Entries supplied:
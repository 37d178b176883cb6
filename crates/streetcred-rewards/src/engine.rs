//! # Reward Engine
//!
//! Awards one badge per earned-but-unawarded milestone.
//!
//! ## Algorithm
//!
//! 1. Earned milestones for the point total: `{5, 10, …, 5 * floor(p / 5)}`.
//! 2. Milestones already awarded, from the record store.
//! 3. Missing = earned − awarded. If empty, stop here (no classifier call).
//! 4. Classify the coordinates to a location name and derive the
//!    [`BadgePool`] once for the whole attempt.
//! 5. For each missing milestone, draw one badge uniformly at random and
//!    insert the award. An empty pool skips the milestone; a uniqueness
//!    conflict counts as already awarded.
//!
//! ## Concurrency
//!
//! Checks for the same user run one at a time under a per-user async lock.
//! [`RewardEngine::add_points`] holds that lock across the increment and the
//! check, so its award pass always sees the total it produced. The store's
//! unique `(user_id, milestone)` constraint covers other processes.

use std::sync::Arc;

use parking_lot::Mutex;
use rand::rngs::StdRng;
use rand::SeedableRng;
use serde::Serialize;
use streetcred_core::badge::pick_badge;
use streetcred_core::milestone::{earned_milestones, missing_milestones, next_milestone};
use streetcred_core::{
    Badge, BadgeAward, BadgePool, BadgeProgress, Coordinates, EarnedBadge, PointsChange, Profile,
    UserId,
};

use crate::classifier::LocationClassifier;
use crate::error::RewardError;
use crate::locks::UserLocks;
use crate::store::{AwardInsert, RecordStore};

/// Outcome of a milestone check.
#[derive(Debug, Clone, PartialEq, Serialize)]
pub struct MilestoneCheck {
    pub new_badges: Vec<BadgeAward>,
    /// Awards held by the user after the check.
    pub total_badges: usize,
    pub next_milestone: u32,
}

/// Outcome of a point update: the increment plus the milestone check.
#[derive(Debug, Clone, PartialEq, Serialize)]
pub struct PointsUpdate {
    pub user_id: UserId,
    #[serde(flatten)]
    pub change: PointsChange,
    #[serde(flatten)]
    pub check: MilestoneCheck,
}

/// Outcome of rewriting an existing award.
#[derive(Debug, Clone, PartialEq)]
pub enum Reassignment {
    /// The award now points at `badge`.
    Updated { milestone: u32, badge: Badge },
    /// The location has no eligible badges.
    NoBadges { milestone: u32, location: String },
    /// The user holds no award for the milestone.
    NoAward { milestone: u32 },
}

/// Milestone badge awards over a record store and a location classifier.
#[derive(Debug)]
pub struct RewardEngine<S, C> {
    store: S,
    classifier: C,
    rng: Arc<Mutex<StdRng>>,
    locks: UserLocks,
}

impl<S: RecordStore, C: LocationClassifier> RewardEngine<S, C> {
    /// Engine drawing badges from OS entropy.
    pub fn new(store: S, classifier: C) -> Self {
        Self::with_rng(store, classifier, StdRng::from_entropy())
    }

    /// Engine drawing badges from a seeded generator.
    pub fn with_seed(store: S, classifier: C, seed: u64) -> Self {
        Self::with_rng(store, classifier, StdRng::seed_from_u64(seed))
    }

    pub fn with_rng(store: S, classifier: C, rng: StdRng) -> Self {
        Self {
            store,
            classifier,
            rng: Arc::new(Mutex::new(rng)),
            locks: UserLocks::new(),
        }
    }

    pub fn store(&self) -> &S {
        &self.store
    }

    pub fn classifier(&self) -> &C {
        &self.classifier
    }

    /// Award badges for every earned milestone that lacks one.
    ///
    /// Idempotent: a second call with the same total awards nothing.
    pub async fn check_milestones(
        &self,
        user_id: &UserId,
        points: u32,
        at: &Coordinates,
    ) -> Result<MilestoneCheck, RewardError> {
        let _guard = self.locks.acquire(user_id).await;
        self.award_locked(user_id, points, at).await
    }

    /// Atomically add `delta` points, then award any milestones reached.
    ///
    /// Fails with [`RewardError::UnknownUser`] when the user has no profile.
    /// If the award pass fails after the increment, the points stay
    /// committed and the error is returned; a later check backfills.
    pub async fn add_points(
        &self,
        user_id: &UserId,
        delta: u32,
        at: &Coordinates,
    ) -> Result<PointsUpdate, RewardError> {
        let _guard = self.locks.acquire(user_id).await;
        let change = self
            .store
            .increment_points(user_id, delta)
            .await?
            .ok_or_else(|| RewardError::UnknownUser(user_id.clone()))?;

        let check = match self.award_locked(user_id, change.new_points, at).await {
            Ok(check) => check,
            Err(e) => {
                tracing::error!(
                    user_id = %user_id,
                    new_points = change.new_points,
                    error = %e,
                    "points committed but badge award failed"
                );
                return Err(e);
            }
        };

        Ok(PointsUpdate {
            user_id: user_id.clone(),
            change,
            check,
        })
    }

    async fn award_locked(
        &self,
        user_id: &UserId,
        points: u32,
        at: &Coordinates,
    ) -> Result<MilestoneCheck, RewardError> {
        let earned = earned_milestones(points);
        let awarded = self.store.awarded_milestones(user_id).await?;
        let missing = missing_milestones(&earned, &awarded);

        let next = next_milestone(points);
        if missing.is_empty() {
            return Ok(MilestoneCheck {
                new_badges: Vec::new(),
                total_badges: awarded.len(),
                next_milestone: next,
            });
        }

        let location = self.classifier.classify(at).await?;
        let pool_kind = BadgePool::for_location(&location);
        let pool = self.store.badge_pool(&pool_kind).await?;
        if pool.is_empty() {
            tracing::info!(
                user_id = %user_id,
                location = %location,
                skipped = missing.len(),
                "no badges for location, milestones left unawarded"
            );
        }

        let mut new_badges = Vec::new();
        let mut conflicts = 0usize;
        for milestone in missing {
            let Some(badge) = self.draw(&pool) else {
                continue;
            };
            match self.store.insert_award(user_id, badge.id, milestone).await? {
                AwardInsert::Inserted(row) => new_badges.push(BadgeAward {
                    milestone,
                    badge,
                    awarded_at: row.earned_at,
                }),
                AwardInsert::AlreadyAwarded => {
                    tracing::debug!(user_id = %user_id, milestone, "milestone awarded concurrently");
                    conflicts += 1;
                }
            }
        }

        if !new_badges.is_empty() {
            tracing::info!(
                user_id = %user_id,
                location = %location,
                awarded = new_badges.len(),
                "badges awarded"
            );
        }

        Ok(MilestoneCheck {
            total_badges: awarded.len() + new_badges.len() + conflicts,
            new_badges,
            next_milestone: next,
        })
    }

    fn draw(&self, pool: &[Badge]) -> Option<Badge> {
        let mut rng = self.rng.lock();
        pick_badge(pool, &mut *rng).cloned()
    }

    /// The user's awards joined with the catalog, by milestone.
    pub async fn user_badges(&self, user_id: &UserId) -> Result<Vec<EarnedBadge>, RewardError> {
        Ok(self.store.user_badges(user_id).await?)
    }

    /// Progress toward the next badge from stored points and awards.
    pub async fn progress(&self, user_id: &UserId) -> Result<BadgeProgress, RewardError> {
        let profile = self
            .store
            .profile(user_id)
            .await?
            .ok_or_else(|| RewardError::UnknownUser(user_id.clone()))?;
        let awarded = self.store.awarded_milestones(user_id).await?;
        Ok(BadgeProgress::compute(profile.points, awarded.len()))
    }

    /// Top profiles by points.
    pub async fn leaderboard(&self, limit: u32) -> Result<Vec<Profile>, RewardError> {
        Ok(self.store.leaderboard(limit).await?)
    }

    /// Replace the badge on an existing award with a random badge from
    /// `location`'s pool.
    pub async fn reassign(
        &self,
        user_id: &UserId,
        milestone: u32,
        location: &str,
    ) -> Result<Reassignment, RewardError> {
        let _guard = self.locks.acquire(user_id).await;
        let pool = self
            .store
            .badge_pool(&BadgePool::for_location(location))
            .await?;
        let Some(badge) = self.draw(&pool) else {
            return Ok(Reassignment::NoBadges {
                milestone,
                location: location.to_string(),
            });
        };
        match self.store.replace_award(user_id, milestone, badge.id).await? {
            Some(_) => Ok(Reassignment::Updated { milestone, badge }),
            None => Ok(Reassignment::NoAward { milestone }),
        }
    }
}
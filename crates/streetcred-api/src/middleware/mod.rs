//! # Middleware Stack
//!
//! Tower middleware for the API layer:
//! - [`tracing_layer`]: request/response tracing with `TraceLayer`.
//! - [`metrics`]: Prometheus request metrics.
//! - [`rate_limit`]: per-client fixed-window rate limiting.

pub mod metrics;
pub mod rate_limit;
pub mod tracing_layer;
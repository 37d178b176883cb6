//! PostgREST query parameters.
//!
//! Filters are `column=op.value` pairs; the same column may appear more than
//! once (all filters are ANDed). Values inside `in.(…)` lists are
//! double-quoted so names containing spaces, commas or parentheses survive.

/// Sort direction for `order=`.
#[derive(Debug, Clone, Copy, PartialEq, Eq)]
pub enum Order {
    Asc,
    Desc,
}

/// Query-string builder for a PostgREST table request.
#[derive(Debug, Clone, Default, PartialEq, Eq)]
pub struct Query {
    params: Vec<(String, String)>,
}

impl Query {
    pub fn new() -> Self {
        Self::default()
    }

    /// `select=<columns>`, e.g. `*,badges(*)`.
    pub fn select(mut self, columns: &str) -> Self {
        self.params.push(("select".into(), columns.into()));
        self
    }

    /// `column=eq.value`.
    pub fn eq(mut self, column: &str, value: impl std::fmt::Display) -> Self {
        self.params.push((column.into(), format!("eq.{value}")));
        self
    }

    /// `column=in.("a","b")`.
    pub fn in_list<I, S>(mut self, column: &str, values: I) -> Self
    where
        I: IntoIterator<Item = S>,
        S: AsRef<str>,
    {
        self.params
            .push((column.into(), format!("in.{}", quote_list(values))));
        self
    }

    /// `column=not.in.("a","b")`.
    pub fn not_in<I, S>(mut self, column: &str, values: I) -> Self
    where
        I: IntoIterator<Item = S>,
        S: AsRef<str>,
    {
        self.params
            .push((column.into(), format!("not.in.{}", quote_list(values))));
        self
    }

    /// `order=column.asc|desc`, nulls last.
    pub fn order(mut self, column: &str, order: Order) -> Self {
        let dir = match order {
            Order::Asc => "asc",
            Order::Desc => "desc",
        };
        self.params
            .push(("order".into(), format!("{column}.{dir}.nullslast")));
        self
    }

    /// `limit=n`.
    pub fn limit(mut self, n: u32) -> Self {
        self.params.push(("limit".into(), n.to_string()));
        self
    }

    /// Key/value pairs for `RequestBuilder::query`.
    pub fn pairs(&self) -> &[(String, String)] {
        &self.params
    }
}

/// `("a","b")` with `"` and `\` backslash-escaped.
pub fn quote_list<I, S>(values: I) -> String
where
    I: IntoIterator<Item = S>,
    S: AsRef<str>,
{
    let quoted: Vec<String> = values
        .into_iter()
        .map(|v| {
            let escaped = v.as_ref().replace('\\', "\\\\").replace('"', "\\\"");
            format!("\"{escaped}\"")
        })
        .collect();
    format!("({})", quoted.join(","))
}
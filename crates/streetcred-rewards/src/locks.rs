//! Per-user async locks serializing award checks.

use std::collections::HashMap;
use std::sync::Arc;

use parking_lot::Mutex;
use streetcred_core::UserId;
use tokio::sync::{Mutex as AsyncMutex, OwnedMutexGuard};

/// Idle entries are pruned once the table grows past this size.
const PRUNE_THRESHOLD: usize = 256;

/// A table of per-user async mutexes, created on demand.
///
/// The outer map lock is `parking_lot` and never held across `.await`.
#[derive(Debug, Default)]
pub struct UserLocks {
    table: Mutex<HashMap<UserId, Arc<AsyncMutex<()>>>>,
}

impl UserLocks {
    pub fn new() -> Self {
        Self::default()
    }

    /// Wait for exclusive access to `user_id`'s awards.
    pub async fn acquire(&self, user_id: &UserId) -> OwnedMutexGuard<()> {
        let entry = {
            let mut table = self.table.lock();
            if table.len() >= PRUNE_THRESHOLD {
                // Only the table holds a reference: nobody owns or awaits it.
                table.retain(|_, m| Arc::strong_count(m) > 1);
            }
            Arc::clone(table.entry(user_id.clone()).or_default())
        };
        entry.lock_owned().await
    }

    /// Number of tracked users.
    pub fn len(&self) -> usize {
        self.table.lock().len()
    }

    pub fn is_empty(&self) -> bool {
        self.len() == 0
    }
}
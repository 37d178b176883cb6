//! # streetcred CLI Entry Point
//!
//! Assembles subcommands and dispatches to handler modules.

use clap::Parser;

/// StreetCred operator CLI.
///
/// Milestone arithmetic, location classification, catalog import and
/// award maintenance.
#[derive(Parser, Debug)]
#[command(name = "streetcred", version, about)]
struct Cli {
    #[command(subcommand)]
    command: Commands,
}

#[derive(clap::Subcommand, Debug)]
enum Commands {
    /// Earned milestones and progress for a point total.
    Milestones(streetcred_cli::milestones::MilestonesArgs),
    /// Classify a coordinate to a neighborhood or sponsor location.
    Classify(streetcred_cli::classify::ClassifyArgs),
    /// Upload badge artwork and add it to the catalog.
    ImportBadges(streetcred_cli::import_badges::ImportBadgesArgs),
    /// Rewrite a user's awards with badges from named locations.
    Reassign(streetcred_cli::reassign::ReassignArgs),
}

#[tokio::main]
async fn main() -> anyhow::Result<()> {
    let _ = dotenvy::dotenv();

    tracing_subscriber::fmt()
        .with_env_filter(
            tracing_subscriber::EnvFilter::try_from_default_env()
                .unwrap_or_else(|_| tracing_subscriber::EnvFilter::new("warn")),
        )
        .with_writer(std::io::stderr)
        .init();

    let cli = Cli::parse();

    let output = match &cli.command {
        Commands::Milestones(args) => streetcred_cli::milestones::run(args)?,
        Commands::Classify(args) => streetcred_cli::classify::run(args).await?,
        Commands::ImportBadges(args) => streetcred_cli::import_badges::run(args).await?,
        Commands::Reassign(args) => streetcred_cli::reassign::run(args).await?,
    };
    println!("{output}");

    Ok(())
}
//! # Badge Catalog & Award Records
//!
//! Badges are static catalog entries tagged with a location name. A user
//! earns at most one badge per milestone; the pool a badge is drawn from is
//! decided by [`BadgePool::for_location`].

use chrono::{DateTime, Utc};
use rand::seq::SliceRandom;
use rand::Rng;
use serde::{Deserialize, Serialize};

use crate::identity::UserId;

/// Catalog identifier of a badge.
pub type BadgeId = i64;

/// Sponsor locations. A classification landing on any of these draws from
/// the combined sponsor pool instead of a neighborhood pool.
pub const SPONSOR_LOCATIONS: [&str; 6] = [
    "Columbia University",
    "Capital One",
    "An Ai World",
    "BlackRock",
    "Comet Opik",
    "Echo Merit Systems",
];

/// Whether `name` is one of [`SPONSOR_LOCATIONS`] (exact match).
pub fn is_sponsor_location(name: &str) -> bool {
    SPONSOR_LOCATIONS.contains(&name)
}

/// A catalog badge.
#[derive(Debug, Clone, PartialEq, Serialize, Deserialize)]
pub struct Badge {
    pub id: BadgeId,
    pub animal: String,
    pub location_name: String,
    #[serde(default)]
    pub image_url: Option<String>,
}

/// A catalog entry before the store assigns its id.
#[derive(Debug, Clone, PartialEq, Serialize, Deserialize)]
pub struct NewBadge {
    pub animal: String,
    pub location_name: String,
    pub image_url: Option<String>,
}

impl NewBadge {
    pub fn into_badge(self, id: BadgeId) -> Badge {
        Badge {
            id,
            animal: self.animal,
            location_name: self.location_name,
            image_url: self.image_url,
        }
    }
}

/// A stored award row: one per `(user_id, milestone)`.
#[derive(Debug, Clone, PartialEq, Serialize, Deserialize)]
pub struct UserBadge {
    pub user_id: UserId,
    pub badge_id: BadgeId,
    pub milestone: u32,
    pub earned_at: DateTime<Utc>,
}

/// An award row joined with its catalog badge, as returned for display.
///
/// The joined badge serializes under the key `badges`.
#[derive(Debug, Clone, PartialEq, Serialize, Deserialize)]
pub struct EarnedBadge {
    pub user_id: UserId,
    pub badge_id: BadgeId,
    pub milestone: u32,
    pub earned_at: DateTime<Utc>,
    #[serde(rename = "badges", default)]
    pub badge: Option<Badge>,
}

impl EarnedBadge {
    /// Join an award row with its catalog entry.
    pub fn join(award: UserBadge, badge: Option<Badge>) -> Self {
        Self {
            user_id: award.user_id,
            badge_id: award.badge_id,
            milestone: award.milestone,
            earned_at: award.earned_at,
            badge,
        }
    }
}

/// A badge newly awarded by a milestone check.
#[derive(Debug, Clone, PartialEq, Serialize, Deserialize)]
pub struct BadgeAward {
    pub milestone: u32,
    pub badge: Badge,
    pub awarded_at: DateTime<Utc>,
}

/// The set of catalog badges eligible for a classified location.
#[derive(Debug, Clone, PartialEq, Eq)]
pub enum BadgePool {
    /// Union of every sponsor location's badges.
    Sponsors,
    /// Badges tagged with exactly this neighborhood, sponsor tags excluded.
    Neighborhood(String),
}

impl BadgePool {
    /// Pool for a classifier result.
    pub fn for_location(location_name: &str) -> Self {
        if is_sponsor_location(location_name) {
            Self::Sponsors
        } else {
            Self::Neighborhood(location_name.to_string())
        }
    }

    /// Whether a badge tagged `location_name` belongs to this pool.
    pub fn admits(&self, location_name: &str) -> bool {
        match self {
            Self::Sponsors => is_sponsor_location(location_name),
            Self::Neighborhood(name) => {
                name == location_name && !is_sponsor_location(location_name)
            }
        }
    }
}

/// Pick one badge uniformly at random. `None` for an empty pool.
pub fn pick_badge<'a, R: Rng + ?Sized>(pool: &'a [Badge], rng: &mut R) -> Option<&'a Badge> {
    pool.choose(rng)
}

#[cfg(test)]
mod tests {
    use super::*;
    use rand::rngs::StdRng;
    use rand::SeedableRng;

    fn badge(id: BadgeId, location: &str) -> Badge {
        Badge {
            id,
            animal: format!("animal-{id}"),
            location_name: location.to_string(),
            image_url: None,
        }
    }

    #[test]
    fn sponsor_names_select_sponsor_pool() {
        for name in SPONSOR_LOCATIONS {
            assert_eq!(BadgePool::for_location(name), BadgePool::Sponsors);
        }
    }

    #[test]
    fn neighborhood_pool_is_exact_match() {
        let pool = BadgePool::for_location("Harlem");
        assert!(pool.admits("Harlem"));
        assert!(!pool.admits("East Harlem"));
        assert!(!pool.admits("harlem"));
    }

    #[test]
    fn sponsor_pool_admits_only_sponsors() {
        let pool = BadgePool::Sponsors;
        assert!(pool.admits("BlackRock"));
        assert!(pool.admits("Columbia University"));
        assert!(!pool.admits("Midtown"));
    }

    #[test]
    fn neighborhood_named_like_sponsor_is_excluded() {
        // A hand-built neighborhood pool never admits sponsor-tagged badges.
        let pool = BadgePool::Neighborhood("Capital One".into());
        assert!(!pool.admits("Capital One"));
    }

    #[test]
    fn pick_from_empty_pool_is_none() {
        let mut rng = StdRng::seed_from_u64(7);
        assert!(pick_badge(&[], &mut rng).is_none());
    }

    #[test]
    fn pick_is_deterministic_for_a_seed() {
        let pool: Vec<Badge> = (1..=10).map(|id| badge(id, "SoHo")).collect();
        let a = pick_badge(&pool, &mut StdRng::seed_from_u64(42)).map(|b| b.id);
        let b = pick_badge(&pool, &mut StdRng::seed_from_u64(42)).map(|b| b.id);
        assert_eq!(a, b);
        assert!(a.is_some());
    }

    #[test]
    fn earned_badge_serializes_join_under_badges_key() {
        let earned = EarnedBadge::join(
            UserBadge {
                user_id: UserId::new("u1").unwrap(),
                badge_id: 3,
                milestone: 5,
                earned_at: "2025-01-01T00:00:00Z".parse().unwrap(),
            },
            Some(badge(3, "Tribeca")),
        );
        let json = serde_json::to_value(&earned).unwrap();
        assert_eq!(json["badges"]["location_name"], "Tribeca");
        assert_eq!(json["milestone"], 5);
        assert!(json.get("badge").is_none());
    }

    #[test]
    fn badge_tolerates_missing_image_and_extra_columns() {
        let b: Badge = serde_json::from_str(
            r#"{"id": 1, "animal": "Pigeon", "location_name": "SoHo", "created_at": "x"}"#,
        )
        .unwrap();
        assert_eq!(b.image_url, None);
    }
}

Problem:
Please retype the listing word for word, from its first line through the line containing "pub struct PointsUpdate", and add nothing else.

Reply to the exercise:
repository 37d178b176883cb6
filename crates/streetcred-rewards/src/engine.rs
//! # Reward Engine
//!
//! Awards one badge per earned-but-unawarded milestone.
//!
//! ## Algorithm
//!
//! 1. Earned milestones for the point total: `{5, 10, …, 5 * floor(p / 5)}`.
//! 2. Milestones already awarded, from the record store.
//! 3. Missing = earned − awarded. If empty, stop here (no classifier call).
//! 4. Classify the coordinates to a location name and derive the
//!    [`BadgePool`] once for the whole attempt.
//! 5. For each missing milestone, draw one badge uniformly at random and
//!    insert the award. An empty pool skips the milestone; a uniqueness
//!    conflict counts as already awarded.
//!
//! ## Concurrency
//!
//! Checks for the same user run one at a time under a per-user async lock.
//! [`RewardEngine::add_points`] holds that lock across the increment and the
//! check, so its award pass always sees the total it produced. The store's
//! unique `(user_id, milestone)` constraint covers other processes.

use std::sync::Arc;

use parking_lot::Mutex;
use rand::rngs::StdRng;
use rand::SeedableRng;
use serde::Serialize;
use streetcred_core::badge::pick_badge;
use streetcred_core::milestone::{earned_milestones, missing_milestones, next_milestone};
use streetcred_core::{
    Badge, BadgeAward, BadgePool, BadgeProgress, Coordinates, EarnedBadge, PointsChange, Profile,
    UserId,
};

use crate::classifier::LocationClassifier;
use crate::error::RewardError;
use crate::locks::UserLocks;
use crate::store::{AwardInsert, RecordStore};

/// Outcome of a milestone check.
#[derive(Debug, Clone, PartialEq, Serialize)]
pub struct MilestoneCheck {
    pub new_badges: Vec<BadgeAward>,
    /// Awards held by the user after the check.
    pub total_badges: usize,
    pub next_milestone: u32,
}

/// Outcome of a point update: the increment plus the milestone check.
#[derive(Debug, Clone, PartialEq, Serialize)]
pub struct PointsUpdate {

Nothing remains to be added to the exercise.